→ INPUT FOR THIS TASK:

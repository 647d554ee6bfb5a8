mod error;
mod pkcs11;
mod session;
pub mod test_helpers;

pub use error::{SessionError, SessionResult};
pub use pkcs11::{Pkcs11Connector, Pkcs11Provider, Pkcs11Signer};
pub use session::{HsmSession, SessionConfig, SessionState};
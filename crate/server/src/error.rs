use hsm_signer_base_hsm::SessionError;
use hsm_signer_crypto::CryptoError;
use hsm_signer_interfaces::InterfaceError;
use thiserror::Error;

// Each error type must have a corresponding HTTP status code (see `routes/mod.rs`)
#[derive(Error, Debug)]
pub enum SignerError {
    // When a user requests a key label which does not exist
    #[error("Item not found: {0}")]
    ItemNotFound(String),

    // Missing or empty arguments in the request
    #[error("Invalid Request: {0}")]
    InvalidRequest(String),

    // The certificate metadata of a key creation request cannot be encoded
    #[error("Invalid certificate data: {0}")]
    InvalidCertificateData(String),

    #[error("A key with the label {0} already exists")]
    LabelExists(String),

    // A failure originating from the signing provider or the XML signature engine
    #[error("Cryptographic error: {0}")]
    CryptographicError(String),

    #[error("No matching key material: {0}")]
    NoMatchingKeyMaterial(String),

    // Error related to X509 Certificate
    #[error("Certificate error: {0}")]
    Certificate(String),

    // The HSM directory, the secret store or the object store cannot be reached
    #[error("Dependency unavailable: {0}")]
    DependencyUnavailable(String),

    // The HSM session is not usable: authentication failure, client process death
    #[error("HSM session fault: {0}")]
    SessionFault(String),

    #[error("Timeout: {0}")]
    Timeout(String),

    // Any errors related to a bad behavior of the server but not related to the user input
    #[error("Unexpected server error: {0}")]
    ServerError(String),
}

impl From<CryptoError> for SignerError {
    fn from(e: CryptoError) -> Self {
        match e {
            CryptoError::NoMatchingKeyMaterial(s) => Self::NoMatchingKeyMaterial(s),
            CryptoError::InvalidCertificateData(s) => Self::InvalidCertificateData(s),
            CryptoError::Certificate(s) => Self::Certificate(s),
            e => Self::CryptographicError(e.to_string()),
        }
    }
}

impl From<InterfaceError> for SignerError {
    fn from(e: InterfaceError) -> Self {
        match e {
            InterfaceError::LabelExists(label) => Self::LabelExists(label),
            InterfaceError::NotFound(s) => Self::ItemNotFound(s),
            InterfaceError::InvalidRequest(s) => Self::InvalidRequest(s),
            InterfaceError::Dependency(s) | InterfaceError::ProviderUnavailable(s) => {
                Self::DependencyUnavailable(s)
            }
            InterfaceError::AuthenticationFailed(s) => Self::SessionFault(s),
            InterfaceError::Hsm(s) | InterfaceError::Default(s) => Self::CryptographicError(s),
        }
    }
}

impl From<SessionError> for SignerError {
    fn from(e: SessionError) -> Self {
        match e {
            SessionError::Directory(s) | SessionError::Secrets(s) => Self::DependencyUnavailable(s),
            e => Self::SessionFault(e.to_string()),
        }
    }
}

impl From<std::io::Error> for SignerError {
    fn from(e: std::io::Error) -> Self {
        Self::ServerError(e.to_string())
    }
}

impl From<openssl::error::ErrorStack> for SignerError {
    fn from(e: openssl::error::ErrorStack) -> Self {
        Self::CryptographicError(format!("{e}. Details: {e:?}"))
    }
}

impl From<serde_json::Error> for SignerError {
    fn from(e: serde_json::Error) -> Self {
        Self::InvalidRequest(e.to_string())
    }
}

impl From<tokio::task::JoinError> for SignerError {
    fn from(e: tokio::task::JoinError) -> Self {
        Self::ServerError(format!("task failure: {e}"))
    }
}

impl From<std::sync::mpsc::SendError<actix_web::dev::ServerHandle>> for SignerError {
    fn from(e: std::sync::mpsc::SendError<actix_web::dev::ServerHandle>) -> Self {
        Self::ServerError(format!("failed to send the server handle: {e}"))
    }
}

impl From<toml::de::Error> for SignerError {
    fn from(e: toml::de::Error) -> Self {
        Self::ServerError(format!("invalid configuration file: {e}"))
    }
}

/// Return early with an error if a condition is not satisfied.
///
/// This macro is equivalent to `if !$cond { return Err(From::from($err)); }`.
#[macro_export]
macro_rules! signer_ensure {
    ($cond:expr, $msg:literal $(,)?) => {
        if !$cond {
            return ::core::result::Result::Err($crate::signer_error!($msg));
        }
    };
    ($cond:expr, $err:expr $(,)?) => {
        if !$cond {
            return ::core::result::Result::Err($err);
        }
    };
    ($cond:expr, $fmt:expr, $($arg:tt)*) => {
        if !$cond {
            return ::core::result::Result::Err($crate::signer_error!($fmt, $($arg)*));
        }
    };
}

/// Construct a server error from a string.
#[macro_export]
macro_rules! signer_error {
    ($msg:literal) => {
        $crate::error::SignerError::ServerError(::core::format_args!($msg).to_string())
    };
    ($err:expr $(,)?) => ({
        $crate::error::SignerError::ServerError($err.to_string())
    });
    ($fmt:expr, $($arg:tt)*) => {
        $crate::error::SignerError::ServerError(::core::format_args!($fmt, $($arg)*).to_string())
    };
}

/// Return early with an error if a condition is not satisfied.
#[macro_export]
macro_rules! signer_bail {
    ($msg:literal) => {
        return ::core::result::Result::Err($crate::signer_error!($msg))
    };
    ($err:expr $(,)?) => {
        return ::core::result::Result::Err($err)
    };
    ($fmt:expr, $($arg:tt)*) => {
        return ::core::result::Result::Err($crate::signer_error!($fmt, $($arg)*))
    };
}
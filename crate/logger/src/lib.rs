mod log_utils;

pub use log_utils::log_init;
pub use tracing::{debug, error, info, trace, warn};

→ ACTION ITEM: Some lines contain the word "LabelExists". Pull each one out of the listing.

→ WRITTEN REPLY:
    LabelExists(String),
            InterfaceError::LabelExists(label) => Self::LabelExists(label),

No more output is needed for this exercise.